R.A. Lafferty's story has an intriguing though maybe not particularly dangerous concept, a sort of explanation for the Romani (aka "Gypsy") diaspora from northern India some 1,500 years ago. In the story, aliens from outer space carved out a large region like a section of skin and took it away for study, leaving behind a mirage as a placeholder. This is where the story most feels like it's busy making up shit. Presumably, you can't live on a mirage, and so the worldwide scattering started. Eventually, the Romani territory is returned, the mirage deactivated, and somehow all Romani know it's time to go home again.
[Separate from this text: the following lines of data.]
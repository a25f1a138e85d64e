//! Score ledger gateway: cross-session scores and the top-N leaderboard
//!
//! The in-memory roster is authoritative for live play. The ledger only backs
//! the leaderboard, so every caller treats its failures as non-fatal.

use std::collections::HashMap;

use futures::future::BoxFuture;
use parking_lot::Mutex;
use serde::{Deserialize, Serialize};
use uuid::Uuid;

use super::supabase::{SupabaseClient, SupabaseError};

/// Table holding one row per player
const PLAYERS_TABLE: &str = "players";

/// One leaderboard row
#[derive(Debug, Clone, PartialEq, Eq, Serialize, Deserialize)]
pub struct LeaderboardEntry {
    pub id: Uuid,
    pub score: u32,
}

/// Persistence collaborator for scores
pub trait ScoreLedger: Send + Sync {
    /// Insert or overwrite a player's score
    fn upsert(&self, player_id: Uuid, score: u32) -> BoxFuture<'_, Result<(), LedgerError>>;

    /// Highest scores first, ties by player id
    fn fetch_top(&self, n: usize) -> BoxFuture<'_, Result<Vec<LeaderboardEntry>, LedgerError>>;
}

/// Ledger errors
#[derive(Debug, thiserror::Error)]
pub enum LedgerError {
    #[error("Supabase error: {0}")]
    Supabase(#[from] SupabaseError),

    #[error("Score ledger unavailable: {0}")]
    Unavailable(String),
}

/// Row in the `players` table
#[derive(Debug, Clone, Serialize, Deserialize)]
struct ScoreRow {
    playerid: Uuid,
    score: u32,
    #[serde(default, skip_serializing_if = "Option::is_none")]
    updated_at: Option<chrono::DateTime<chrono::Utc>>,
}

/// Ledger backed by the Supabase `players` table
#[derive(Clone)]
pub struct SupabaseLedger {
    client: SupabaseClient,
}

impl SupabaseLedger {
    pub fn new(client: SupabaseClient) -> Self {
        Self { client }
    }
}

impl ScoreLedger for SupabaseLedger {
    fn upsert(&self, player_id: Uuid, score: u32) -> BoxFuture<'_, Result<(), LedgerError>> {
        Box::pin(async move {
            let row = ScoreRow {
                playerid: player_id,
                score,
                updated_at: Some(chrono::Utc::now()),
            };
            self.client.upsert(PLAYERS_TABLE, &row, "playerid").await?;
            Ok(())
        })
    }

    fn fetch_top(&self, n: usize) -> BoxFuture<'_, Result<Vec<LeaderboardEntry>, LedgerError>> {
        Box::pin(async move {
            let query = format!(
                "select=playerid,score&order=score.desc,playerid.asc&limit={}",
                n
            );
            let rows: Vec<ScoreRow> = self.client.select(PLAYERS_TABLE, &query).await?;
            Ok(rows
                .into_iter()
                .map(|row| LeaderboardEntry {
                    id: row.playerid,
                    score: row.score,
                })
                .collect())
        })
    }
}

/// Process-local ledger, used when no database is configured
#[derive(Default)]
pub struct MemoryLedger {
    scores: Mutex<HashMap<Uuid, u32>>,
}

impl MemoryLedger {
    pub fn new() -> Self {
        Self::default()
    }

    pub fn score(&self, player_id: &Uuid) -> Option<u32> {
        self.scores.lock().get(player_id).copied()
    }
}

impl ScoreLedger for MemoryLedger {
    fn upsert(&self, player_id: Uuid, score: u32) -> BoxFuture<'_, Result<(), LedgerError>> {
        self.scores.lock().insert(player_id, score);
        Box::pin(async { Ok(()) })
    }

    fn fetch_top(&self, n: usize) -> BoxFuture<'_, Result<Vec<LeaderboardEntry>, LedgerError>> {
        let mut entries: Vec<LeaderboardEntry> = self
            .scores
            .lock()
            .iter()
            .map(|(id, score)| LeaderboardEntry {
                id: *id,
                score: *score,
            })
            .collect();
        entries.sort_by(|a, b| b.score.cmp(&a.score).then(a.id.cmp(&b.id)));
        entries.truncate(n);
        Box::pin(async move { Ok(entries) })
    }
}
//! Per-connection session lifecycle: CONNECTED -> ACTIVE -> TERMINATED

use std::sync::Arc;

use tracing::{debug, error, info, warn};
use uuid::Uuid;

use crate::game::{GameCore, GameError, MoveError, MoveOutcome, Point};
use crate::store::Leaderboard;
use crate::ws::hub::Hub;
use crate::ws::protocol::{ClientMsg, PlayerView, ServerMsg};

/// Session lifecycle state
#[derive(Debug, Clone, Copy, PartialEq, Eq)]
pub enum SessionState {
    /// World sent, no roster entry yet
    Connected,
    /// Admitted to the roster
    Active,
    /// Disconnected; every further event is ignored
    Terminated,
}

/// One connected client. Drives the shared game on its behalf and routes the
/// resulting messages through the hub.
pub struct Session {
    id: Uuid,
    state: SessionState,
    game: Arc<GameCore>,
    hub: Hub,
    leaderboard: Leaderboard,
}

impl Session {
    /// Enter CONNECTED and push the current world to the client. The hub
    /// must already have a direct channel registered for `id`.
    pub fn open(id: Uuid, game: Arc<GameCore>, hub: Hub, leaderboard: Leaderboard) -> Self {
        // Queued under the game lock so a concurrent regeneration cannot
        // overtake it on the broadcast channel
        game.with_world(|world| {
            debug!(session_id = %id, generation = world.generation, "Sending dungeon data");
            hub.send_to(&id, ServerMsg::World(world.clone()));
        });

        Self {
            id,
            state: SessionState::Connected,
            game,
            hub,
            leaderboard,
        }
    }

    pub fn id(&self) -> Uuid {
        self.id
    }

    pub fn state(&self) -> SessionState {
        self.state
    }

    /// Dispatch one inbound message
    pub fn handle(&mut self, msg: ClientMsg) {
        match (self.state, msg) {
            (SessionState::Connected, ClientMsg::Start) => self.start(),
            (SessionState::Active, ClientMsg::Move { x, y, generation }) => {
                self.apply_move(Point::new(x, y), generation)
            }
            (SessionState::Active, ClientMsg::Start) => {
                warn!(session_id = %self.id, "Duplicate start signal");
                self.reject("already_started", "Session already started");
            }
            (SessionState::Connected, ClientMsg::Move { .. }) => {
                warn!(session_id = %self.id, "Move before start");
                self.reject("not_started", "Send start before moving");
            }
            (SessionState::Terminated, msg) => {
                debug!(session_id = %self.id, ?msg, "Event after disconnect ignored");
            }
        }
    }

    /// CONNECTED -> ACTIVE
    fn start(&mut self) {
        let player = match self.game.admit(self.id) {
            Ok(player) => player,
            Err(e) => {
                warn!(session_id = %self.id, error = %e, "Admission rejected");
                self.reject(e.code(), &e.to_string());
                return;
            }
        };

        self.state = SessionState::Active;
        self.hub
            .send_to(&self.id, ServerMsg::PlayerAssigned(PlayerView::from(&player)));
        self.leaderboard.record(player.id, player.score);
    }

    fn apply_move(&mut self, target: Point, generation: u64) {
        let hub = &self.hub;
        let outcome = self
            .game
            .handle_move_and_publish(&self.id, target, generation, |goal| {
                hub.broadcast(ServerMsg::World(goal.world.clone()));
                hub.broadcast(ServerMsg::PositionsReset(goal.world.start));
            });

        match outcome {
            Ok(MoveOutcome::Moved(_)) => {}
            Ok(MoveOutcome::GoalReached(goal)) => {
                info!(
                    session_id = %self.id,
                    score = goal.player.score,
                    generation = goal.world.generation,
                    "New dungeon published"
                );

                self.hub.send_to(
                    &self.id,
                    ServerMsg::ScoreUpdate {
                        score: goal.player.score,
                    },
                );
                self.leaderboard.record(goal.player.id, goal.player.score);
            }
            Err(e @ GameError::Generation(_)) => {
                error!(session_id = %self.id, error = %e, "Goal rejected");
            }
            Err(e @ GameError::Move(MoveError::StaleGeneration { .. })) => {
                // The client missed a world, most likely by lagging behind
                // the broadcast channel. Resend it so its next move counts.
                debug!(session_id = %self.id, error = %e, "Stale move, resending world");
                self.reject(e.code(), &e.to_string());
                self.game.with_world(|world| {
                    self.hub.send_to(&self.id, ServerMsg::World(world.clone()));
                });
            }
            Err(e) => {
                debug!(session_id = %self.id, error = %e, "Move rejected");
                self.reject(e.code(), &e.to_string());
            }
        }
    }

    /// ACTIVE -> TERMINATED. Safe to call more than once.
    pub fn close(&mut self) {
        if self.state == SessionState::Terminated {
            return;
        }
        if self.state == SessionState::Active {
            self.game.remove(&self.id);
        }
        self.state = SessionState::Terminated;
        info!(session_id = %self.id, "Session terminated");
    }

    fn reject(&self, code: &str, message: &str) {
        self.hub.send_to(
            &self.id,
            ServerMsg::Error {
                code: code.to_string(),
                message: message.to_string(),
            },
        );
    }
}

impl Drop for Session {
    fn drop(&mut self) {
        self.close();
    }
}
Then the aliens go steal Los Angeles, which no one notices is missing. It's hard to see a point here. The strange life of Gypsies? The great power of aliens? Um—Los Angeles is vacuous? The latter is a live possibility. Lafferty is at great pains on the alien operation, emphasizing its shallowness: "the sliver taken [was] about ten thousand square miles ... and no more than a mile thick at its greatest." In a way, it's similar to what Kurt Vonnegut does in The Sirens of Titan, explaining monumental aspects of human history such as the Great Wall of China as absurd incidentals in larger alien projects. I dig the freeform riffing but wish it added up to something. In this collection, it should make me worried about something. Aliens chopping out giant pancakes of Earth terrain is only weird. Lafferty's afterword doesn't help much: "We are all Romanies, as in the parable here, and we have a built-in homing to and remembrance of a woollier and more excellent place, a reality that masquerades as a mirage. Whether the most excellent place is here or heretofore or hereafter, I don't know, or whether it will be our immediate world when it is sufficiently animated; but there is an intuition about it which sometimes passes through the whole community." Fair enough, but I still don't know where the Gypsy stuff comes from. Lafferty was strictly an American Midwest guy, born in Iowa, living most of his life in Oklahoma. Maybe something was singing in his blood, except you don't catch much of that here. Odd duck of a story.

Dangerous Visions, ed. Harlan Ellison

2 comments:

  1. Possibly his being Catholic has something to do with this "parable", as he himself calls it?